YOUR GOAL: Return every line from the records below with the string "Option".

DATA TO USE:
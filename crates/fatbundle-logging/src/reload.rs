//! Level changes after the subscriber is installed
//!
//! The CLI has to start logging before the project file is read, so the level
//! from `[bundle] log_level` is applied afterwards through [`ReloadHandle`].

use fatbundle_core::LogLevel;
use once_cell::sync::OnceCell;
use parking_lot::Mutex;
use tracing_subscriber::filter::LevelFilter;
use tracing_subscriber::{Registry, reload};

type FilterHandle = reload::Handle<LevelFilter, Registry>;

/// Installed filter handle and the level it currently carries
struct ActiveFilter {
    handle: FilterHandle,
    level: LogLevel,
}

/// Process-wide switch for the stderr log level
#[derive(Default)]
pub struct ReloadHandle {
    active: Mutex<Option<ActiveFilter>>,
}

impl ReloadHandle {
    pub fn new() -> Self {
        Self::default()
    }

    /// Handle shared by [`crate::init_logging`] and the CLI
    pub fn global() -> &'static ReloadHandle {
        static INSTANCE: OnceCell<ReloadHandle> = OnceCell::new();
        INSTANCE.get_or_init(ReloadHandle::new)
    }

    /// Register the filter of a freshly installed subscriber
    pub fn install(&self, handle: FilterHandle, level: LogLevel) {
        *self.active.lock() = Some(ActiveFilter { handle, level });
    }

    /// Level in effect, or `None` when no subscriber was installed
    pub fn current_level(&self) -> Option<LogLevel> {
        self.active.lock().as_ref().map(|active| active.level)
    }

    /// Switch to `level`
    ///
    /// Returns `Ok(false)` when nothing was installed or the level is already
    /// in effect, `Ok(true)` when the filter changed.
    pub fn apply(&self, level: LogLevel) -> Result<bool, reload::Error> {
        let mut guard = self.active.lock();
        let Some(active) = guard.as_mut() else {
            return Ok(false);
        };
        if active.level == level {
            return Ok(false);
        }
        active.handle.reload(convert_level_to_filter(level))?;
        active.level = level;
        Ok(true)
    }
}

pub(crate) fn convert_level_to_filter(level: LogLevel) -> LevelFilter {
    match level {
        LogLevel::Trace => LevelFilter::TRACE,
        LogLevel::Debug => LevelFilter::DEBUG,
        LogLevel::Info => LevelFilter::INFO,
        LogLevel::Warn => LevelFilter::WARN,
        LogLevel::Error => LevelFilter::ERROR,
        LogLevel::Off => LevelFilter::OFF,
    }
}

#[cfg(test)]
#[path = "reload/reload_tests.rs"]
mod reload_tests;
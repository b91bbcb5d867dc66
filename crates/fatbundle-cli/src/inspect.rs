//! Inspect command implementation

use anyhow::{Context, Result};
use fatbundle::JarReader;
use fatbundle_bundle::checksum::file_sha256;
use serde::Serialize;
use std::path::{Path, PathBuf};

#[derive(Debug, Serialize)]
pub(crate) struct Header {
    name: String,
    value: String,
}

/// What `fatbundle inspect` reports about a JAR
#[derive(Debug, Serialize)]
pub(crate) struct Inspection {
    path: PathBuf,
    sha256: String,
    size: u64,
    symbolic_name: Option<String>,
    headers: Vec<Header>,
    entries: Vec<String>,
}

pub(crate) fn inspect(path: &Path) -> Result<Inspection> {
    let reader =
        JarReader::open(path).with_context(|| format!("Failed to open {}", path.display()))?;
    let manifest = reader.manifest();

    Ok(Inspection {
        path: path.to_path_buf(),
        sha256: file_sha256(path)?,
        size: std::fs::metadata(path)?.len(),
        symbolic_name: manifest.symbolic_name().map(str::to_string),
        headers: manifest
            .attributes()
            .map(|(name, value)| Header {
                name: name.to_string(),
                value: value.to_string(),
            })
            .collect(),
        entries: reader.list_files(),
    })
}

/// Run the inspect command
pub fn run(jar: &Path, json: bool) -> Result<()> {
    let inspection = inspect(jar)?;

    if json {
        println!("{}", serde_json::to_string_pretty(&inspection)?);
        return Ok(());
    }

    println!("Bundle: {}", inspection.path.display());
    println!("SHA-256: {}", inspection.sha256);
    println!("Size: {} bytes", inspection.size);
    println!("\nManifest:");
    for header in &inspection.headers {
        println!("  {}: {}", header.name, header.value);
    }
    println!("\nEntries ({}):", inspection.entries.len());
    for entry in &inspection.entries {
        println!("  {entry}");
    }

    Ok(())
}

#[cfg(test)]
mod tests {
    #![allow(non_snake_case)]

    use super::*;
    use fatbundle_bundle::manifest::headers;
    use fatbundle_bundle::{JarBuilder, JarManifest};
    use tempfile::TempDir;

    #[test]
    fn inspect___reports_headers_and_entries() {
        let temp = TempDir::new().unwrap();
        let path = temp.path().join("bundle.jar");
        let mut manifest = JarManifest::new();
        manifest.set(headers::BUNDLE_SYMBOLIC_NAME, "com.example.fat;singleton:=true");
        let mut builder = JarBuilder::new(manifest);
        builder.add_bytes("a/A.class", b"A".to_vec());
        builder.write(&path).unwrap();

        let inspection = inspect(&path).unwrap();

        assert_eq!(inspection.symbolic_name.as_deref(), Some("com.example.fat"));
        assert_eq!(inspection.headers[0].name, "Manifest-Version");
        assert!(inspection.entries.contains(&"a/A.class".to_string()));
        assert_eq!(inspection.sha256.len(), 64);
    }

    #[test]
    fn inspect___not_a_jar___fails() {
        let temp = TempDir::new().unwrap();
        let path = temp.path().join("bundle.jar");
        std::fs::write(&path, b"nope").unwrap();

        assert!(inspect(&path).is_err());
    }
}
//! Local artifact cache browser
//!
//! Copies cached dependency artifacts into the source directory before the
//! pipeline runs. Dependencies whose type is marked for extraction are
//! delivered by the resolver instead.

use crate::config::Dependency;
use anyhow::{Context, Result};
use fatbundle_core::BuildRequest;
use std::fs;
use std::path::{Path, PathBuf};

/// A Maven-layout artifact cache on disk
#[derive(Debug, Clone)]
pub struct LocalRepository {
    root: PathBuf,
}

impl LocalRepository {
    pub fn new(root: impl Into<PathBuf>) -> Self {
        Self { root: root.into() }
    }

    pub fn root(&self) -> &Path {
        &self.root
    }

    /// `<root>/<group as path>/<artifact>/<version>/<artifact>-<version>.<type>`
    pub fn artifact_path(&self, dep: &Dependency) -> PathBuf {
        let mut path = self.root.clone();
        path.extend(dep.group.split('.').filter(|part| !part.is_empty()));
        path.push(&dep.artifact);
        path.push(&dep.version);
        path.push(format!("{}-{}.{}", dep.artifact, dep.version, dep.kind));
        path
    }

    /// Copy every non-extracted dependency into the request's source directory
    ///
    /// Returns the copied files. A dependency missing from the cache is fatal.
    pub fn copy_artifacts(
        &self,
        dependencies: &[Dependency],
        request: &BuildRequest,
    ) -> Result<Vec<PathBuf>> {
        let destination = request.source_directory();
        let mut copied = Vec::new();

        for dep in dependencies {
            if request.is_unarchive_type(&dep.kind) {
                continue;
            }
            let source = self.artifact_path(dep);
            if !source.is_file() {
                anyhow::bail!(
                    "Artifact {} not found in local repository: {}",
                    dep.coordinates(),
                    source.display()
                );
            }
            let file_name = source
                .file_name()
                .map(PathBuf::from)
                .with_context(|| format!("Invalid artifact path: {}", source.display()))?;
            let target = destination.join(file_name);
            fs::copy(&source, &target).with_context(|| {
                format!(
                    "Failed to copy {} to {}",
                    source.display(),
                    target.display()
                )
            })?;
            tracing::debug!("Copied {} to {}", dep.coordinates(), target.display());
            copied.push(target);
        }

        tracing::info!("Copied {} artifact(s) from {}", copied.len(), self.root.display());
        Ok(copied)
    }
}
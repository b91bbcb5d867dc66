//! SHA-256 digests of generated artifacts.

use crate::BundleResult;
use sha2::{Digest, Sha256};
use std::fs::File;
use std::io::{self, BufReader};
use std::path::Path;

/// Compute SHA256 hash of data and return as hex string.
pub fn compute_sha256(data: &[u8]) -> String {
    let mut hasher = Sha256::new();
    hasher.update(data);
    hex::encode(hasher.finalize())
}

/// Hash a file without reading it into memory at once.
pub fn file_sha256(path: &Path) -> BundleResult<String> {
    let mut reader = BufReader::new(File::open(path)?);
    let mut hasher = Sha256::new();
    io::copy(&mut reader, &mut hasher)?;
    Ok(hex::encode(hasher.finalize()))
}

/// Compare `data` against a digest, accepting a `sha256:` prefix.
pub fn verify_sha256(data: &[u8], expected: &str) -> bool {
    let expected_hex = expected.strip_prefix("sha256:").unwrap_or(expected);
    compute_sha256(data).eq_ignore_ascii_case(expected_hex)
}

ANSWER SECTION:
    active: Mutex<Option<ActiveFilter>>,
    pub fn current_level(&self) -> Option<LogLevel> {
    symbolic_name: Option<String>,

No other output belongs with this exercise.